Word, that just seems like good business for those of us who make our livings documenting the rad, the more people we get hyped the better. Building a bigger audience, that’s our job security, right?
Yeah, the thing that sparked my love for the backcountry and that made me want to leave the mountains of southern California behind was Standard Films TB 7. That was the year of El Nino. Epic powder and epic riding

Guys like Tom Burt, KJ, Noah Salasnek, Jeremy Jones and Dave Downing were just going out and making the backcountry look so damn good. If they wouldn’t have said that all that was in Tahoe I would have never moved there I would of just been like, ‘well that’s cool but I will never get to experience that.’ Instead they showed how beautiful it was there, riding pow at squaw valley and it made it obtainable to me.

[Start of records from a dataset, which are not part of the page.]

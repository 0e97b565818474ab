use std::sync::{Arc, OnceLock, Weak};

use anyhow::Result;
use log::debug;

use super::{already_subscribed, dispatch, MessageProducer};
use crate::channel::{BasicConsumer, SharedChannel};
use crate::client_error;
use crate::error::ErrorKind;
use crate::message::Delivery;
use crate::sink::MessageSink;

/// Push pump, the sink runs on the delivering thread.
pub(crate) struct StreamingConsumer {
    channel: Weak<SharedChannel>,
    no_ack: bool,
    sink: OnceLock<Box<dyn MessageSink>>,
}

impl StreamingConsumer {
    pub(crate) fn new(channel: &Arc<SharedChannel>, no_ack: bool) -> Self {
        Self {
            channel: Arc::downgrade(channel),
            no_ack,
            sink: OnceLock::new(),
        }
    }
}

impl MessageProducer for StreamingConsumer {
    fn subscribe(&self, sink: Box<dyn MessageSink>) -> Result<()> {
        if self.sink.set(sink).is_err() {
            return already_subscribed();
        }

        debug!("Sink subscribed to push consumer");

        Ok(())
    }

    fn into_consumer(self: Arc<Self>) -> Arc<dyn BasicConsumer> {
        self
    }
}

impl BasicConsumer for StreamingConsumer {
    fn handle_delivery(&self, delivery: Delivery) -> Result<()> {
        match self.sink.get() {
            Some(sink) => dispatch(sink.as_ref(), &self.channel, self.no_ack, delivery),
            None => client_error!(
                ErrorKind::InvalidState,
                format!("delivery {} arrived before a sink was subscribed", delivery.delivery_tag)
            ),
        }
    }

    fn handle_cancel(&self, consumer_tag: &str) {
        debug!("Push consumer {consumer_tag} is cancelled");
    }
}
//! Consumer strategies pump the deliveries of a `Basic.Consume` into one [`MessageSink`].
//!
//! * [`ConsumerStrategy::Push`] forwards every delivery on the thread the broker client delivers
//!   on.
//! * [`ConsumerStrategy::Pull`] puts the deliveries into a queue which is drained by a dedicated
//!   pump thread.
//!
//! Both keep the delivery order of the broker. When the sink fails the delivery is nacked without
//! requeue, unless the sink already acked or nacked it.

mod queueing;
mod streaming;

use std::str::FromStr;
use std::sync::{Arc, Weak};

use anyhow::Result;
use log::error;
use serde_derive::Deserialize;

use crate::ack::MessageAck;
use crate::channel::{BasicConsumer, SharedChannel};
use crate::client_error;
use crate::error::{ClientError, ErrorKind};
use crate::message::Delivery;
use crate::serializer::Serializer;
use crate::sink::MessageSink;

pub(crate) use queueing::QueueingConsumer;
pub(crate) use streaming::StreamingConsumer;

/// Selects how deliveries get to the sink.
#[derive(Clone, Copy, Debug, Default, PartialEq, Eq, Deserialize)]
#[serde(try_from = "String")]
pub enum ConsumerStrategy {
    /// Deliveries are handled on the delivery thread of the broker client.
    #[default]
    Push,
    /// Deliveries are queued and handled on a pump thread of the subscription.
    Pull,
}

impl FromStr for ConsumerStrategy {
    type Err = ClientError;

    fn from_str(s: &str) -> std::result::Result<Self, Self::Err> {
        match s.to_ascii_lowercase().as_str() {
            "push" | "default" => Ok(ConsumerStrategy::Push),
            "pull" | "queue" => Ok(ConsumerStrategy::Pull),
            other => Err(ClientError::new(
                ErrorKind::InvalidState,
                format!("unsupported consumer strategy {other:?}"),
            )),
        }
    }
}

impl TryFrom<String> for ConsumerStrategy {
    type Error = ClientError;

    fn try_from(value: String) -> std::result::Result<Self, Self::Error> {
        value.parse()
    }
}

/// Options of a consumer subscription.
#[derive(Clone, Debug, Default, Deserialize)]
#[serde(default)]
pub struct ConsumerOptions {
    /// The broker considers the messages acknowledged once delivered, [`MessageAck`] does nothing.
    pub no_ack: bool,
    pub strategy: ConsumerStrategy,
    /// Overrides the default serializer of the queue.
    #[serde(skip)]
    pub serializer: Option<Arc<dyn Serializer>>,
    /// Responders reply with a fault payload instead of returning the handler error.
    pub serialize_exceptions: bool,
}

impl ConsumerOptions {
    pub fn no_ack(mut self, value: bool) -> Self {
        self.no_ack = value;
        self
    }

    pub fn strategy(mut self, value: ConsumerStrategy) -> Self {
        self.strategy = value;
        self
    }

    pub fn serializer(mut self, value: Arc<dyn Serializer>) -> Self {
        self.serializer = Some(value);
        self
    }

    pub fn serialize_exceptions(mut self, value: bool) -> Self {
        self.serialize_exceptions = value;
        self
    }
}

/// A consumer strategy: accepts exactly one sink and then serves the broker deliveries.
pub(crate) trait MessageProducer: Send + Sync {
    /// Registers the sink. A second registration fails with [`ErrorKind::InvalidState`].
    fn subscribe(&self, sink: Box<dyn MessageSink>) -> Result<()>;

    fn into_consumer(self: Arc<Self>) -> Arc<dyn BasicConsumer>;
}

/// The strategies refer to the channel weakly, the channel stores them as its consumers.
pub(crate) fn create(
    strategy: ConsumerStrategy,
    channel: &Arc<SharedChannel>,
    no_ack: bool,
    queue: &str,
) -> Arc<dyn MessageProducer> {
    match strategy {
        ConsumerStrategy::Push => Arc::new(StreamingConsumer::new(channel, no_ack)),
        ConsumerStrategy::Pull => Arc::new(QueueingConsumer::new(channel, no_ack, queue)),
    }
}

fn already_subscribed<T>() -> Result<T> {
    client_error!(ErrorKind::InvalidState, "consumer already has a sink subscribed")
}

/// Builds the envelope and the acknowledgement handle of one delivery and hands them to the sink.
///
/// A delivery arriving after the channel was dropped is not handled, the broker gets it back with
/// the closed channel.
fn dispatch(sink: &dyn MessageSink, channel: &Weak<SharedChannel>, no_ack: bool, delivery: Delivery) -> Result<()> {
    let delivery_tag = delivery.delivery_tag;

    let channel = match channel.upgrade() {
        Some(channel) => channel,
        None => {
            error!("Channel is closed, delivery {delivery_tag} is dropped");

            return client_error!(
                ErrorKind::Channel,
                format!("channel is closed, delivery {delivery_tag} cannot be handled")
            );
        }
    };

    let ack = MessageAck::new(delivery_tag, channel, no_ack);

    if let Err(e) = sink.handle(delivery.into(), &ack) {
        error!("Handling delivery {delivery_tag} failed: {e:#}");

        if let Err(nack_err) = ack.reject_unsettled() {
            error!("Cannot nack delivery {delivery_tag}: {nack_err:#}");
        }

        return Err(e);
    }

    Ok(())
}
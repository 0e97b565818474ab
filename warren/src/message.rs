use std::collections::HashMap;

use serde_derive::{Deserialize, Serialize};

use crate::model::{ConsumerTag, DeliveryTag};

/// Header which marks a reply carrying a [`Fault`] instead of a response.
pub const FAULT_HEADER: &str = "x-fault";

/// Standard set of message properties.
#[derive(Clone, Debug, Default, PartialEq)]
pub struct MessageProperties {
    pub content_type: Option<String>,
    pub content_encoding: Option<String>,
    pub headers: HashMap<String, String>,
    /// 1 - non-persistent, 2 - persistent
    pub delivery_mode: Option<u8>,
    pub priority: Option<u8>,
    pub correlation_id: Option<String>,
    pub reply_to: Option<String>,
    pub expiration: Option<String>,
    pub message_id: Option<String>,
    pub timestamp: Option<u64>,
    pub message_type: Option<String>,
    pub user_id: Option<String>,
    pub app_id: Option<String>,
}

impl MessageProperties {
    pub fn correlation_id(mut self, value: &str) -> Self {
        self.correlation_id = Some(value.to_string());
        self
    }

    pub fn reply_to(mut self, value: &str) -> Self {
        self.reply_to = Some(value.to_string());
        self
    }

    pub fn content_type(mut self, value: &str) -> Self {
        self.content_type = Some(value.to_string());
        self
    }

    pub fn header(mut self, key: &str, value: &str) -> Self {
        self.headers.insert(key.to_string(), value.to_string());
        self
    }

    /// True if the message is a reply carrying a [`Fault`].
    pub fn is_fault(&self) -> bool {
        self.headers.get(FAULT_HEADER).is_some_and(|v| v == "true")
    }
}

/// A message as the broker delivers it to a consumer.
///
/// With the `delivery_tag` a client can send back acknowledgements to the server, saying that the
/// message was successfully arrived.
#[derive(Clone, Debug, Default)]
pub struct Delivery {
    pub consumer_tag: ConsumerTag,
    pub delivery_tag: DeliveryTag,
    pub redelivered: bool,
    pub exchange: String,
    pub routing_key: String,
    pub properties: MessageProperties,
    pub body: Vec<u8>,
}

/// A delivered message with its decoded payload and the broker metadata. The envelope cannot be
/// changed once it is built, only transformed into a new one with [`MessageEnvelope::try_map`].
#[derive(Clone, Debug)]
pub struct MessageEnvelope<T = Vec<u8>> {
    payload: T,
    properties: MessageProperties,
    delivery_tag: DeliveryTag,
    consumer_tag: ConsumerTag,
    redelivered: bool,
    exchange: String,
    routing_key: String,
}

impl<T> MessageEnvelope<T> {
    pub fn payload(&self) -> &T {
        &self.payload
    }

    pub fn into_payload(self) -> T {
        self.payload
    }

    pub fn properties(&self) -> &MessageProperties {
        &self.properties
    }

    pub fn delivery_tag(&self) -> DeliveryTag {
        self.delivery_tag
    }

    pub fn consumer_tag(&self) -> &str {
        &self.consumer_tag
    }

    pub fn redelivered(&self) -> bool {
        self.redelivered
    }

    pub fn exchange(&self) -> &str {
        &self.exchange
    }

    pub fn routing_key(&self) -> &str {
        &self.routing_key
    }

    pub fn correlation_id(&self) -> Option<&str> {
        self.properties.correlation_id.as_deref()
    }

    pub fn reply_to(&self) -> Option<&str> {
        self.properties.reply_to.as_deref()
    }

    /// Builds an envelope with the same metadata around the converted payload.
    pub fn try_map<U, E>(self, f: impl FnOnce(T) -> Result<U, E>) -> Result<MessageEnvelope<U>, E> {
        Ok(MessageEnvelope {
            payload: f(self.payload)?,
            properties: self.properties,
            delivery_tag: self.delivery_tag,
            consumer_tag: self.consumer_tag,
            redelivered: self.redelivered,
            exchange: self.exchange,
            routing_key: self.routing_key,
        })
    }
}

impl From<Delivery> for MessageEnvelope {
    fn from(value: Delivery) -> Self {
        Self {
            payload: value.body,
            properties: value.properties,
            delivery_tag: value.delivery_tag,
            consumer_tag: value.consumer_tag,
            redelivered: value.redelivered,
            exchange: value.exchange,
            routing_key: value.routing_key,
        }
    }
}

/// What a responder sends back to the requester.
#[derive(Clone, Debug, PartialEq)]
pub enum Response<R> {
    /// Published as is, the serializer is not involved.
    Raw(Vec<u8>),
    /// Encoded with the serializer of the subscription.
    Encoded(R),
}

impl Response<()> {
    /// Raw response when the handler has nothing to encode.
    pub fn bytes(body: impl Into<Vec<u8>>) -> Self {
        Response::Raw(body.into())
    }
}

/// Reply payload produced from a failed handler when the subscription serializes exceptions.
#[derive(Clone, Debug, PartialEq, Serialize, Deserialize)]
pub struct Fault {
    pub message: String,
    #[serde(default)]
    pub causes: Vec<String>,
}

impl From<&anyhow::Error> for Fault {
    fn from(err: &anyhow::Error) -> Self {
        Self {
            message: err.to_string(),
            causes: err.chain().skip(1).map(|cause| cause.to_string()).collect(),
        }
    }
}
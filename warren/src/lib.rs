//! Consumer, acknowledgement and request/reply layer over an AMQP channel.
//!
//! A [`Queue`] handle subscribes message handlers through a [`ConsumerStrategy`]. Every delivery
//! reaches the handler as a [`MessageEnvelope`] together with a [`MessageAck`] which accepts or
//! rejects it exactly once. [`Queue::respond`] turns the handler into the responding side of a
//! request/reply exchange, [`RpcClient`] is the requesting side.
//!
//! The broker connection itself is behind the [`BrokerChannel`] trait; [`memory::MemoryBroker`]
//! is an in-process implementation.

mod dev;
pub use dev::setup_logger;

mod error;
pub use error::{error_kind, ClientError, ErrorKind};

mod ack;
pub use ack::MessageAck;

mod channel;
pub use channel::{BasicConsumer, BrokerChannel, QueueDeclareOk, SharedChannel};

mod config;
pub use config::{load_config, parse_config, Config};

mod consumer;
pub use consumer::{ConsumerOptions, ConsumerStrategy};

pub mod memory;

mod message;
pub use message::{Delivery, Fault, MessageEnvelope, MessageProperties, Response, FAULT_HEADER};

mod model;
pub use model::{ChannelError, ConsumerTag, DeliveryTag, IfEmpty, IfUnused, ReplyCode};

mod queue;
pub use queue::{Queue, QueueOptions};

mod rpc;
pub use rpc::{PendingReply, RpcClient};

pub mod serializer;
pub use serializer::{JsonSerializer, Serializer};

mod sink;
pub use sink::{DecodingSink, MessageSink, ReceiveSink, RpcResponder};

mod subscription;
pub use subscription::{Subscription, SubscriptionState};
use std::sync::{Arc, Weak};

use anyhow::Result;
use log::debug;

use crate::channel::SharedChannel;
use crate::client_error;
use crate::error::ErrorKind;
use crate::model::ConsumerTag;

/// Lifecycle of a subscription. The consumer strategy is created and gets its sink before the
/// `Basic.Consume` is sent; a `Subscription` exists only once the broker accepted it.
#[derive(Clone, Copy, Debug, PartialEq, Eq)]
pub enum SubscriptionState {
    Subscribed,
    Cancelled,
}

/// An active consumer registration.
///
/// It refers to the channel weakly, the channel is owned by the queue handles. Dropping a
/// subscription doesn't cancel it, that needs an explicit [`Subscription::cancel`].
#[derive(Debug)]
pub struct Subscription {
    consumer_tag: ConsumerTag,
    channel: Weak<SharedChannel>,
    state: SubscriptionState,
}

impl Subscription {
    pub(crate) fn new(consumer_tag: ConsumerTag, channel: &Arc<SharedChannel>) -> Self {
        Self {
            consumer_tag,
            channel: Arc::downgrade(channel),
            state: SubscriptionState::Subscribed,
        }
    }

    pub fn consumer_tag(&self) -> &str {
        &self.consumer_tag
    }

    pub fn state(&self) -> SubscriptionState {
        self.state
    }

    pub fn is_active(&self) -> bool {
        self.state == SubscriptionState::Subscribed
    }

    /// Sends `Basic.Cancel` for the consumer. Deliveries already handed to the sink are still
    /// processed to completion.
    pub fn cancel(&mut self) -> Result<()> {
        if self.state == SubscriptionState::Cancelled {
            return client_error!(
                ErrorKind::InvalidState,
                format!("subscription {} is already cancelled", self.consumer_tag)
            );
        }

        let channel = match self.channel.upgrade() {
            Some(channel) => channel,
            None => return client_error!(ErrorKind::Channel, "channel of the subscription is closed"),
        };

        channel.basic_cancel(&self.consumer_tag)?;
        self.state = SubscriptionState::Cancelled;

        debug!("Subscription {} is cancelled", self.consumer_tag);

        Ok(())
    }
}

I just wish a lot of snowboard movies today would get back to documenting the obtainable. Snowboarding movies need to have the gnarly stuff, but they also need the parts that are obtainable to kids. People need to be able to relate to it. That’s the best way to keeping snowboarding thriving.

Yeah it seems like that’s been one of the guiding principals for These Days. What else did you guys want to show with the movie?
We wanted to show that no matter if you are 10 or 60 years old, whether you ride powder or the icy slopes of the Midwest, that snowboarding is all about progression, and not necessarily progression in the sense of Travis Rice, don’t get me wrong I respect his riding but it is not what we were going for. We want to show snowboarding as a means for personal progression, just going out and learning something new everyday you snowboard and that’s what keeps you coming back for more.

I think the Japanese have a word for that, it’s kaizen, and it’s basically a philosophy that emphasizes the importance of continuous self-improvement.
Yeah, that idea of kaizen is exactly what we want to show with the movie.